Find every line of the listing below where "TryFrom" appears, and copy it.

═════ Records for this task ═════

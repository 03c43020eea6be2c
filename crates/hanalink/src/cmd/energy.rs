use hanalink_session::EnergyReading;

use crate::cmd::{open_device, Target};
use crate::exit::{session_error, CliResult, SUCCESS};
use crate::output::{print_json, reading, table, OutputFormat};

pub fn run(target: &Target, format: OutputFormat) -> CliResult<i32> {
    let device = open_device(target)?;
    let energy = device
        .read_energy()
        .and_then(|pending| pending.wait())
        .map_err(|err| session_error("read energy", err))?;

    print_energy(&energy, format);
    device.close();
    Ok(SUCCESS)
}

fn print_energy(energy: &EnergyReading, format: OutputFormat) {
    match format {
        OutputFormat::Json => print_json(energy),
        OutputFormat::Table => {
            let mut t = table(&["TOTAL", "CURRENT", "IMPULSE"]);
            t.add_row(vec![
                reading(energy.total),
                reading(energy.current),
                reading(energy.impulse),
            ]);
            println!("{t}");
        }
        OutputFormat::Pretty => {
            println!(
                "total={} current={} impulse={}",
                reading(energy.total),
                reading(energy.current),
                reading(energy.impulse)
            );
        }
    }
}
//! Controller operations: request bodies, reply decoders and the [`Device`]
//! handle tying them to a [`Connection`].

use std::fmt;
use std::time::Duration;

use hanalink_frame::{
    decode_scaled_number, Frame, ReaderStats, READ_CONFIG_BLOCK, READ_DEBUG_BLOCK,
    READ_INFORMATION, READ_SENSOR, READ_SENSOR_NAME,
};
use hanalink_transport::{SerialConfig, SerialTransport, TcpTransport};
use serde::Serialize;

use crate::connection::{Connection, ConnectionConfig};
use crate::error::{DecodeError, Result};
use crate::labels::sensor_label;
use crate::tracker::PendingRequest;

/// Debug block holding the energy counters.
pub const ENERGY_BLOCK_START: u16 = 313;
/// Length of the energy debug block.
pub const ENERGY_BLOCK_COUNT: u8 = 8;

/// Size of one configuration entry in a config block reply.
const CONFIG_ENTRY_LEN: usize = 4;

/// Controller model.
#[derive(Debug, Clone, Copy, PartialEq, Eq, Hash, Serialize)]
pub enum DeviceType {
    FP10,
    FP6,
    FP3,
    FP2,
    FP1,
    SH3,
    SH2,
    SH1,
}

impl TryFrom<u8> for DeviceType {
    type Error = DecodeError;

    fn try_from(code: u8) -> std::result::Result<Self, DecodeError> {
        Ok(match code {
            0 => Self::FP10,
            1 => Self::FP6,
            2 => Self::FP3,
            3 => Self::FP2,
            4 => Self::FP1,
            5 => Self::SH3,
            6 => Self::SH2,
            7 => Self::SH1,
            other => return Err(DecodeError::Invalid(format!("unknown device type {other}"))),
        })
    }
}

impl fmt::Display for DeviceType {
    fn fmt(&self, f: &mut fmt::Formatter<'_>) -> fmt::Result {
        fmt::Debug::fmt(self, f)
    }
}

/// Hardware generation the firmware runs on.
#[derive(Debug, Clone, Copy, PartialEq, Eq, Hash, Serialize)]
pub enum HardwarePlatform {
    FP10,
    FP3,
}

impl TryFrom<u8> for HardwarePlatform {
    type Error = DecodeError;

    fn try_from(code: u8) -> std::result::Result<Self, DecodeError> {
        match code {
            0 => Ok(Self::FP10),
            1 => Ok(Self::FP3),
            other => Err(DecodeError::Invalid(format!(
                "unknown hardware platform {other}"
            ))),
        }
    }
}

impl fmt::Display for HardwarePlatform {
    fn fmt(&self, f: &mut fmt::Formatter<'_>) -> fmt::Result {
        fmt::Debug::fmt(self, f)
    }
}

/// Reply to `read_information`.
#[derive(Debug, Clone, PartialEq, Eq, Serialize)]
pub struct DeviceInfo {
    pub device_type: DeviceType,
    pub hardware_platform: HardwarePlatform,
    pub connection_flags: u8,
    /// Firmware version as `major.minor`; older firmware omits it.
    pub version: Option<String>,
}

/// One configuration parameter.
#[derive(Debug, Clone, Copy, PartialEq, Eq, Serialize)]
pub struct ConfigEntry {
    pub key: u16,
    pub value: u8,
    pub max_value: u8,
    pub min_value: u8,
    pub change_step: u8,
}

/// Reply to `read_sensor_name`.
#[derive(Debug, Clone, PartialEq, Eq, Serialize)]
pub struct SensorName {
    pub index: u8,
    pub label_code: u8,
    /// Display label for `label_code`, if the code is known.
    pub label: Option<&'static str>,
    /// Free-text name, possibly empty.
    pub name: String,
}

/// Energy counters from the solar yield debug block.
#[derive(Debug, Clone, Copy, PartialEq, Serialize)]
pub struct EnergyReading {
    pub total: Option<f64>,
    pub current: Option<f64>,
    pub impulse: Option<f64>,
}

/// Request body for `read_information`.
pub fn information_body() -> [u8; 2] {
    [READ_INFORMATION, 0x00]
}

/// Request body for `read_sensor`.
pub fn sensor_body(index: u8) -> [u8; 3] {
    [READ_SENSOR, 0x01, index]
}

/// Request body for `read_sensor_name`.
pub fn sensor_name_body(index: u8) -> [u8; 3] {
    [READ_SENSOR_NAME, 0x01, index]
}

/// Request body for `read_config_block`.
pub fn config_block_body(start: u16, count: u8) -> [u8; 5] {
    let [lo, hi] = start.to_le_bytes();
    [READ_CONFIG_BLOCK, 0x03, lo, hi, count]
}

/// Request body for `read_debug_block`.
pub fn debug_block_body(start: u16, count: u8) -> [u8; 5] {
    let [lo, hi] = start.to_le_bytes();
    [READ_DEBUG_BLOCK, 0x03, lo, hi, count]
}

fn require(payload: &[u8], expected: usize) -> std::result::Result<(), DecodeError> {
    if payload.len() < expected {
        return Err(DecodeError::Truncated {
            expected,
            actual: payload.len(),
        });
    }
    Ok(())
}

/// Decode a `read_information` reply.
pub fn parse_information(frame: &Frame) -> std::result::Result<DeviceInfo, DecodeError> {
    let payload = frame.payload.as_ref();
    require(payload, 3)?;
    let version = match payload {
        [_, _, _, major, minor, ..] => Some(format!("{major}.{minor}")),
        _ => None,
    };
    Ok(DeviceInfo {
        device_type: DeviceType::try_from(payload[0])?,
        hardware_platform: HardwarePlatform::try_from(payload[1])?,
        connection_flags: payload[2],
        version,
    })
}

/// Decode a `read_sensor` reply. `None` means nothing is connected.
pub fn parse_sensor(frame: &Frame) -> std::result::Result<Option<f64>, DecodeError> {
    let payload = frame.payload.as_ref();
    require(payload, 2)?;
    Ok(decode_scaled_number(&payload[..2], true)?)
}

/// Decode a `read_sensor_name` reply for sensor `index`.
///
/// Non-ASCII bytes in the name are dropped.
pub fn parse_sensor_name(
    index: u8,
    frame: &Frame,
) -> std::result::Result<SensorName, DecodeError> {
    let payload = frame.payload.as_ref();
    require(payload, 1)?;
    let label_code = payload[0];
    let name: String = payload[1..]
        .iter()
        .filter(|byte| byte.is_ascii())
        .map(|&byte| char::from(byte))
        .collect();
    Ok(SensorName {
        index,
        label_code,
        label: sensor_label(label_code),
        name: name.trim().to_string(),
    })
}

/// Decode a `read_config_block` reply whose first entry is `start`.
///
/// A trailing partial entry is ignored.
pub fn parse_config_block(
    start: u16,
    frame: &Frame,
) -> std::result::Result<Vec<ConfigEntry>, DecodeError> {
    frame
        .payload
        .chunks_exact(CONFIG_ENTRY_LEN)
        .enumerate()
        .map(|(offset, chunk)| {
            let key = u16::try_from(offset)
                .ok()
                .and_then(|offset| start.checked_add(offset))
                .ok_or_else(|| {
                    DecodeError::Invalid(format!("config key overflows past {start}"))
                })?;
            Ok(ConfigEntry {
                key,
                value: chunk[0],
                max_value: chunk[1],
                min_value: chunk[2],
                change_step: chunk[3],
            })
        })
        .collect()
}

/// Decode the energy debug block.
pub fn parse_energy(frame: &Frame) -> std::result::Result<EnergyReading, DecodeError> {
    let payload = frame.payload.as_ref();
    require(payload, 6)?;
    Ok(EnergyReading {
        total: decode_scaled_number(&payload[0..2], true)?,
        current: decode_scaled_number(&payload[2..4], true)?,
        impulse: decode_scaled_number(&payload[4..6], true)?,
    })
}

/// A controller reached over one [`Connection`].
///
/// Every operation sends immediately and returns a [`PendingRequest`];
/// several may be outstanding at once.
#[derive(Debug)]
pub struct Device {
    connection: Connection,
}

impl Device {
    /// Wrap an open connection.
    pub fn new(connection: Connection) -> Self {
        Self { connection }
    }

    /// Connect to a controller behind a TCP serial bridge.
    pub fn connect_tcp(
        addr: &str,
        connect_timeout: Duration,
        config: ConnectionConfig,
    ) -> Result<Self> {
        let stream = TcpTransport::connect(addr, connect_timeout)?;
        Ok(Self::new(Connection::open(stream, config)?))
    }

    /// Open a controller on a local serial port (38400 8N1).
    pub fn open_serial(path: &str, config: ConnectionConfig) -> Result<Self> {
        let serial = SerialConfig {
            timeout: config.poll_interval,
            ..SerialConfig::default()
        };
        let stream = SerialTransport::open_with_config(path, &serial)?;
        Ok(Self::new(Connection::open(stream, config)?))
    }

    /// The underlying connection.
    pub fn connection(&self) -> &Connection {
        &self.connection
    }

    /// Close the connection; outstanding requests fail with `ShutDown`.
    pub fn close(self) -> ReaderStats {
        self.connection.close()
    }

    /// Model, hardware platform, connection flags and firmware version.
    pub fn read_information(&self) -> Result<PendingRequest<DeviceInfo>> {
        self.connection.request(&information_body(), parse_information)
    }

    /// Current reading of sensor input `index`.
    pub fn read_sensor(&self, index: u8) -> Result<PendingRequest<Option<f64>>> {
        self.connection.request(&sensor_body(index), parse_sensor)
    }

    /// Label code and free-text name of sensor input `index`.
    pub fn read_sensor_name(&self, index: u8) -> Result<PendingRequest<SensorName>> {
        self.connection
            .request(&sensor_name_body(index), move |frame: &Frame| {
                parse_sensor_name(index, frame)
            })
    }

    /// `count` configuration entries starting at `start`.
    pub fn read_config_block(
        &self,
        start: u16,
        count: u8,
    ) -> Result<PendingRequest<Vec<ConfigEntry>>> {
        self.connection
            .request(&config_block_body(start, count), move |frame: &Frame| {
                parse_config_block(start, frame)
            })
    }

    /// Raw debug memory; `decoder` interprets the reply.
    pub fn read_debug_block<T, D>(
        &self,
        start: u16,
        count: u8,
        decoder: D,
    ) -> Result<PendingRequest<T>>
    where
        T: Send + 'static,
        D: FnOnce(&Frame) -> std::result::Result<T, DecodeError> + Send + 'static,
    {
        self.connection.request(&debug_block_body(start, count), decoder)
    }

    /// Solar energy counters.
    pub fn read_energy(&self) -> Result<PendingRequest<EnergyReading>> {
        self.read_debug_block(ENERGY_BLOCK_START, ENERGY_BLOCK_COUNT, parse_energy)
    }
}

═════

• **Exercise response**
impl TryFrom<u8> for DeviceType {
impl TryFrom<u8> for HardwarePlatform {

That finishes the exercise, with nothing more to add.